Newly installed White House adviser Ivanka Trump is in Germany and was booed Tuesday as she was defending her father’s record on women’s issues.
Back home, the reviews of her role in the White House aren’t much better. While President Trump has decided to go around anti-nepotism rules and make both Ivanka and her husband, Jared Kushner, his top advisers, polls show Americans are not okay with this.
A new Washington Post-ABC News poll over the weekend showed 61 percent of registered voters say Trump should not have put his daughter and son-in-law in his administration. Thirty-four percent say they approved of the decision.
Even about 1 in 5 Republicans (22 percent) and Trump voters (17 percent) are uncomfortable with the arrangement, and independents overwhelmingly oppose it, 65 percent to 29 percent.

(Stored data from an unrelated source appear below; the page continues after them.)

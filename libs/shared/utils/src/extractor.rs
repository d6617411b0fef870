use std::sync::Arc;

use axum::{
    body::Body,
    extract::State,
    http::Request,
    middleware::Next,
    response::Response,
};

use shared_config::AppConfig;
use shared_models::auth::User;
use shared_models::error::AppError;

use crate::jwt::validate_token;

/// Validates the bearer token and injects the caller as a request extension.
pub async fn auth_middleware(
    State(config): State<Arc<AppConfig>>,
    mut request: Request<Body>,
    next: Next,
) -> Result<Response, AppError> {
    let auth_header = request
        .headers()
        .get("Authorization")
        .ok_or_else(|| AppError::Auth("Missing authorization header".to_string()))?;

    let auth_value = auth_header
        .to_str()
        .map_err(|_| AppError::Auth("Invalid authorization header format".to_string()))?;

    let token = auth_value
        .strip_prefix("Bearer ")
        .ok_or_else(|| AppError::Auth("Invalid authorization header format".to_string()))?;

    let user = validate_token(token, &config.supabase_jwt_secret).map_err(AppError::Auth)?;

    request.extensions_mut().insert(user);

    Ok(next.run(request).await)
}

pub fn extract_user<B>(request: &Request<B>) -> Result<User, AppError> {
    request
        .extensions()
        .get::<User>()
        .cloned()
        .ok_or_else(|| AppError::Auth("User not found in request extensions".to_string()))
}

The numbers echo a Quinnipiac University poll from last week. That survey showed 53 percent majorities said both Ivanka Trump’s and Kusher’s appointments, individually, were inappropriate. Just 36 percent said Trump’s role was appropriate, and 32 percent said the same about Kushner.
Ivanka Trump, daughter and adviser of U.S. President Donald Trump, attends a panel of the W20 Summit in Berlin. It’s not just that people don’t like the Trumps. Ivanka Trump, in fact, had a higher favorable rating (36 percent) than unfavorable rating (31 percent) in Quinnipiac’s polling. And the number of people disapproving of this arrangement is higher than Trump’s overall disapproval.

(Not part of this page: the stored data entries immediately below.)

// libs/appointment-cell/src/services/directory.rs
use std::sync::Arc;

use reqwest::Method;
use serde_json::{json, Value};
use tracing::{debug, warn};
use uuid::Uuid;

use shared_database::supabase::SupabaseClient;

use crate::models::{
    Appointment, AppointmentError, DoctorProfile, PatientRecord, ReconciliationReport,
};

/// Resolves the party records an appointment references and keeps their
/// appointment-id lists in step with the appointments table. The lists are
/// secondary writes with no shared transaction boundary; failures surface as
/// `PartyLink` so callers see the consistency gap instead of a silent drop.
pub struct PartyDirectoryService {
    supabase: Arc<SupabaseClient>,
}

impl PartyDirectoryService {
    pub fn new(supabase: Arc<SupabaseClient>) -> Self {
        Self { supabase }
    }

    pub async fn get_patient(
        &self,
        patient_id: Uuid,
        auth_token: &str,
    ) -> Result<PatientRecord, AppointmentError> {
        let path = format!("/rest/v1/patients?id=eq.{}", patient_id);
        let rows: Vec<PatientRecord> = self
            .supabase
            .request(Method::GET, &path, Some(auth_token), None)
            .await
            .map_err(|e| AppointmentError::Database(e.to_string()))?;

        rows.into_iter()
            .next()
            .ok_or(AppointmentError::PatientNotFound)
    }

    /// Profile looked up by the doctor user it belongs to.
    pub async fn get_doctor_profile(
        &self,
        doctor_id: Uuid,
        auth_token: &str,
    ) -> Result<DoctorProfile, AppointmentError> {
        let path = format!("/rest/v1/doctor_profiles?doctor_id=eq.{}", doctor_id);
        let rows: Vec<DoctorProfile> = self
            .supabase
            .request(Method::GET, &path, Some(auth_token), None)
            .await
            .map_err(|e| AppointmentError::Database(e.to_string()))?;

        rows.into_iter()
            .next()
            .ok_or(AppointmentError::DoctorNotFound)
    }

    async fn get_doctor_profile_by_id(
        &self,
        profile_id: Uuid,
        auth_token: &str,
    ) -> Result<DoctorProfile, AppointmentError> {
        let path = format!("/rest/v1/doctor_profiles?id=eq.{}", profile_id);
        let rows: Vec<DoctorProfile> = self
            .supabase
            .request(Method::GET, &path, Some(auth_token), None)
            .await
            .map_err(|e| AppointmentError::Database(e.to_string()))?;

        rows.into_iter()
            .next()
            .ok_or(AppointmentError::DoctorNotFound)
    }

    /// Push the new appointment onto both parties' lists.
    pub async fn link_appointment(
        &self,
        patient: &PatientRecord,
        profile: &DoctorProfile,
        appointment_id: Uuid,
        auth_token: &str,
    ) -> Result<(), AppointmentError> {
        debug!(
            "Linking appointment {} to patient {} and doctor profile {}",
            appointment_id, patient.id, profile.id
        );

        let mut patient_ids = patient.appointment_ids.clone();
        if !patient_ids.contains(&appointment_id) {
            patient_ids.push(appointment_id);
        }
        self.write_patient_links(patient.id, &patient_ids, auth_token)
            .await?;

        let mut doctor_ids = profile.appointment_ids.clone();
        if !doctor_ids.contains(&appointment_id) {
            doctor_ids.push(appointment_id);
        }
        self.write_doctor_links(profile.id, &doctor_ids, auth_token)
            .await
    }

    /// Pull a deleted appointment out of both parties' lists.
    pub async fn unlink_appointment(
        &self,
        patient_id: Uuid,
        doctor_profile_id: Uuid,
        appointment_id: Uuid,
        auth_token: &str,
    ) -> Result<(), AppointmentError> {
        let patient = self.get_patient(patient_id, auth_token).await?;
        let remaining: Vec<Uuid> = patient
            .appointment_ids
            .iter()
            .copied()
            .filter(|id| *id != appointment_id)
            .collect();
        self.write_patient_links(patient.id, &remaining, auth_token)
            .await?;

        let profile = self
            .get_doctor_profile_by_id(doctor_profile_id, auth_token)
            .await?;
        let remaining: Vec<Uuid> = profile
            .appointment_ids
            .iter()
            .copied()
            .filter(|id| *id != appointment_id)
            .collect();
        self.write_doctor_links(profile.id, &remaining, auth_token)
            .await
    }

    /// Repair sweep for the non-transactional create path: any appointment
    /// missing from a party's list is re-linked.
    pub async fn reconcile_party_links(
        &self,
        appointments: &[Appointment],
        auth_token: &str,
    ) -> Result<ReconciliationReport, AppointmentError> {
        let mut report = ReconciliationReport::default();

        for appointment in appointments {
            report.scanned += 1;

            match self.get_patient(appointment.patient_id, auth_token).await {
                Ok(patient) => {
                    if !patient.appointment_ids.contains(&appointment.id) {
                        let mut ids = patient.appointment_ids.clone();
                        ids.push(appointment.id);
                        self.write_patient_links(patient.id, &ids, auth_token).await?;
                        report.repaired_patient_links += 1;
                    }
                }
                Err(AppointmentError::PatientNotFound) => {
                    warn!(
                        "Appointment {} references missing patient {}",
                        appointment.id, appointment.patient_id
                    );
                }
                Err(e) => return Err(e),
            }

            match self
                .get_doctor_profile_by_id(appointment.doctor_profile_id, auth_token)
                .await
            {
                Ok(profile) => {
                    if !profile.appointment_ids.contains(&appointment.id) {
                        let mut ids = profile.appointment_ids.clone();
                        ids.push(appointment.id);
                        self.write_doctor_links(profile.id, &ids, auth_token).await?;
                        report.repaired_doctor_links += 1;
                    }
                }
                Err(AppointmentError::DoctorNotFound) => {
                    warn!(
                        "Appointment {} references missing doctor profile {}",
                        appointment.id, appointment.doctor_profile_id
                    );
                }
                Err(e) => return Err(e),
            }
        }

        Ok(report)
    }

    async fn write_patient_links(
        &self,
        patient_id: Uuid,
        appointment_ids: &[Uuid],
        auth_token: &str,
    ) -> Result<(), AppointmentError> {
        let path = format!("/rest/v1/patients?id=eq.{}", patient_id);
        let _: Vec<Value> = self
            .supabase
            .write_returning(
                Method::PATCH,
                &path,
                Some(auth_token),
                json!({ "appointment_ids": appointment_ids }),
            )
            .await
            .map_err(|e| AppointmentError::PartyLink(e.to_string()))?;
        Ok(())
    }

    async fn write_doctor_links(
        &self,
        profile_id: Uuid,
        appointment_ids: &[Uuid],
        auth_token: &str,
    ) -> Result<(), AppointmentError> {
        let path = format!("/rest/v1/doctor_profiles?id=eq.{}", profile_id);
        let _: Vec<Value> = self
            .supabase
            .write_returning(
                Method::PATCH,
                &path,
                Some(auth_token),
                json!({ "appointment_ids": appointment_ids }),
            )
            .await
            .map_err(|e| AppointmentError::PartyLink(e.to_string()))?;
        Ok(())
    }
}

Given that, it does seem that people have real concerns about nepotism and Ivanka Trump’s and Kushner’s qualifications for their jobs.

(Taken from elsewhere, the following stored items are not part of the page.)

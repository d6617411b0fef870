// libs/appointment-cell/src/services/scheduling.rs
use std::collections::HashMap;
use std::sync::Arc;

use chrono::{DateTime, FixedOffset, NaiveTime};
use reqwest::header::{HeaderMap, HeaderValue};
use reqwest::Method;
use serde::Deserialize;
use serde_json::{json, Map, Value};
use tracing::{debug, info};
use uuid::Uuid;

use shared_config::AppConfig;
use shared_database::supabase::SupabaseClient;
use shared_models::auth::{AuthRole, User};
use shared_utils::clock::{Clock, SystemClock};

use crate::models::{
    ActorRole, Appointment, AppointmentError, AppointmentStats, AppointmentStatus,
    AppointmentSummary, CancellationRecord, CreateAppointmentRequest, ReconciliationReport,
    UpdateAppointmentRequest, DEFAULT_CANCELLATION_REASON, DEFAULT_LOCATION,
};
use crate::services::directory::PartyDirectoryService;
use crate::services::lifecycle::AppointmentLifecycleService;
use crate::services::policy::CancellationPolicy;
use crate::validation;

/// Orchestrates the appointment lifecycle: validated creation, guarded
/// status transitions with their audit records, hard deletion, and the
/// role-scoped read side. Writes go through PostgREST; there is no
/// cross-document transaction, so the create path's party-list pushes can
/// fail after the appointment row exists (surfaced, and repairable via
/// `reconcile_party_links`).
pub struct AppointmentSchedulingService {
    supabase: Arc<SupabaseClient>,
    directory: PartyDirectoryService,
    lifecycle: AppointmentLifecycleService,
    policy: CancellationPolicy,
    clock: Arc<dyn Clock>,
}

#[derive(Debug, Deserialize)]
struct StatusRow {
    status: AppointmentStatus,
}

I wrote a few months back about why anti-nepotism laws exist, and why the giving senior roles to the presidential daughter and son-in-law could be problematic in the White House:
It traces back to the Kennedys. After President John F. Kennedy appointed his 35-year-old brother, Robert, as attorney general — a basically unprecedented move at the time, involving an office for which few thought the younger Kennedy was qualified — Congress in 1967 passed an anti-nepotism law.
… But it’s not completely clear whether this law applies specifically to White House staff. In other words, Kushner certainly couldn’t be a Cabinet secretary, but the Trump team seems to think he could be an adviser. And the possible precedent for that traces back to another famous political family: the Clintons.
When President Bill Clinton appointed his wife, Hillary, to head up his health-care efforts, the couple was sued. It wasn’t that the filers wanted to nail the Clintons for nepotism, but given that she could not be an official government employee under the law, they argued that the meeting of her health-care task force should be open to the public.
The appeals court decision that resulted [which concluded that Hillary Clinton did not break anti-nepotism laws but that her meetings should be public] might have given Kushner and Trump hope for getting around the law in 2016, though some experts are dubious.
Traditional concerns about nepotism include the idea that those benefiting haven’t earned their stature, that they become extensions of their relative and cannot be questioned by other advisers (you listening, Stephen Bannon?), and that they are afforded undue advantages if they pursue personal and political benefits after being appointed.
Whatever the chief concerns, it seems nepotism is something Americans do care about. And whatever they feel about Ivanka Trump and her husband, Americans start off with thinking they shouldn’t even be in the White House.